TASK DIRECTIONS => Each line below is to be written out in full, exactly as shown.

[RECORD EXTRACTS]

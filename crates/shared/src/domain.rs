use serde::{Deserialize, Serialize};

/// Reserved identity prefix the remote service uses for group accounts.
pub const GROUP_PREFIX: &str = "@@";

#[derive(Debug, Clone, Copy, PartialEq, Eq, Serialize, Deserialize)]
#[serde(rename_all = "snake_case")]
pub enum ContactKind {
    Official,
    Friend,
    Group,
    Member,
    FriendAndMember,
}

impl ContactKind {
    /// Classification rule shared by the full-sync and delta paths: the
    /// verification flag marks official accounts, the `@@` prefix marks
    /// groups, everything else is a direct friend.
    pub fn classify(verify_flag: i64, user_name: &str) -> Self {
        if verify_flag / 8 != 0 {
            ContactKind::Official
        } else if user_name.starts_with(GROUP_PREFIX) {
            ContactKind::Group
        } else {
            ContactKind::Friend
        }
    }
}

#[derive(Debug, Clone, Copy, PartialEq, Eq, Serialize, Deserialize)]
#[serde(rename_all = "snake_case")]
pub enum Gender {
    Male,
    Female,
    Unknown,
}

impl Gender {
    pub fn from_wire(sex: i64) -> Self {
        match sex {
            1 => Gender::Male,
            2 => Gender::Female,
            _ => Gender::Unknown,
        }
    }
}

/// Kind of a contact delta pushed by the server.
#[derive(Debug, Clone, Copy, PartialEq, Eq, Serialize, Deserialize)]
#[serde(rename_all = "snake_case")]
pub enum ChangeKind {
    Modify,
    Delete,
}

#[derive(Debug, Clone, PartialEq, Serialize, Deserialize)]
pub struct Contact {
    /// Stable opaque identity string, the primary key across all kinds.
    pub user_name: String,
    pub nick_name: String,
    pub remark_name: String,
    pub display_name: String,
    pub alias: String,
    pub avatar_url: String,
    pub gender: Gender,
    pub signature: String,
    pub province: String,
    pub city: String,
    /// Opaque verification bit flags from the remote service.
    pub verify_flag: i64,
    pub contact_flag: i64,
    pub kind: ContactKind,
    /// Ordered member roster; populated for groups only. Members are also
    /// independent cache entries addressable by their own identity.
    pub members: Vec<Contact>,
}

impl Contact {
    pub fn is_group(&self) -> bool {
        self.user_name.starts_with(GROUP_PREFIX)
    }
}

#[cfg(test)]
mod tests {
    use super::*;

    #[test]
    fn classifies_by_verify_flag_then_prefix() {
        assert_eq!(ContactKind::classify(8, "someone"), ContactKind::Official);
        assert_eq!(ContactKind::classify(24, "@@room"), ContactKind::Official);
        assert_eq!(ContactKind::classify(0, "@@room1"), ContactKind::Group);
        assert_eq!(ContactKind::classify(0, "friend1"), ContactKind::Friend);
        assert_eq!(ContactKind::classify(7, "friend1"), ContactKind::Friend);
    }

    #[test]
    fn gender_wire_mapping_defaults_to_unknown() {
        assert_eq!(Gender::from_wire(1), Gender::Male);
        assert_eq!(Gender::from_wire(2), Gender::Female);
        assert_eq!(Gender::from_wire(0), Gender::Unknown);
        assert_eq!(Gender::from_wire(42), Gender::Unknown);
    }
}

[/RECORD EXTRACTS]

ANSWER FOR THE TASK =>
filename crates/shared/src/domain.rs
use serde::{Deserialize, Serialize};

/// Reserved identity prefix the remote service uses for group accounts.
pub const GROUP_PREFIX: &str = "@@";

#[derive(Debug, Clone, Copy, PartialEq, Eq, Serialize, Deserialize)]
#[serde(rename_all = "snake_case")]
pub enum ContactKind {
    Official,
    Friend,
    Group,
    Member,
    FriendAndMember,
}

impl ContactKind {
    /// Classification rule shared by the full-sync and delta paths: the
    /// verification flag marks official accounts, the `@@` prefix marks
    /// groups, everything else is a direct friend.
    pub fn classify(verify_flag: i64, user_name: &str) -> Self {
        if verify_flag / 8 != 0 {
            ContactKind::Official
        } else if user_name.starts_with(GROUP_PREFIX) {
            ContactKind::Group
        } else {
            ContactKind::Friend
        }
    }
}

#[derive(Debug, Clone, Copy, PartialEq, Eq, Serialize, Deserialize)]
#[serde(rename_all = "snake_case")]
pub enum Gender {
    Male,
    Female,
    Unknown,
}

impl Gender {
    pub fn from_wire(sex: i64) -> Self {
        match sex {
            1 => Gender::Male,
            2 => Gender::Female,
            _ => Gender::Unknown,
        }
    }
}

/// Kind of a contact delta pushed by the server.
#[derive(Debug, Clone, Copy, PartialEq, Eq, Serialize, Deserialize)]
#[serde(rename_all = "snake_case")]
pub enum ChangeKind {
    Modify,
    Delete,
}

#[derive(Debug, Clone, PartialEq, Serialize, Deserialize)]
pub struct Contact {
    /// Stable opaque identity string, the primary key across all kinds.
    pub user_name: String,
    pub nick_name: String,
    pub remark_name: String,
    pub display_name: String,
    pub alias: String,
    pub avatar_url: String,
    pub gender: Gender,
    pub signature: String,
    pub province: String,
    pub city: String,
    /// Opaque verification bit flags from the remote service.
    pub verify_flag: i64,
    pub contact_flag: i64,
    pub kind: ContactKind,
    /// Ordered member roster; populated for groups only. Members are also
    /// independent cache entries addressable by their own identity.
    pub members: Vec<Contact>,
}

impl Contact {
    pub fn is_group(&self) -> bool {
        self.user_name.starts_with(GROUP_PREFIX)
    }
}

#[cfg(test)]
mod tests {
    use super::*;

    #[test]
    fn classifies_by_verify_flag_then_prefix() {
        assert_eq!(ContactKind::classify(8, "someone"), ContactKind::Official);
        assert_eq!(ContactKind::classify(24, "@@room"), ContactKind::Official);
        assert_eq!(ContactKind::classify(0, "@@room1"), ContactKind::Group);
        assert_eq!(ContactKind::classify(0, "friend1"), ContactKind::Friend);
        assert_eq!(ContactKind::classify(7, "friend1"), ContactKind::Friend);
    }

    #[test]
    fn gender_wire_mapping_defaults_to_unknown() {
        assert_eq!(Gender::from_wire(1), Gender::Male);
        assert_eq!(Gender::from_wire(2), Gender::Female);
        assert_eq!(Gender::from_wire(0), Gender::Unknown);
        assert_eq!(Gender::from_wire(42), Gender::Unknown);
    }
}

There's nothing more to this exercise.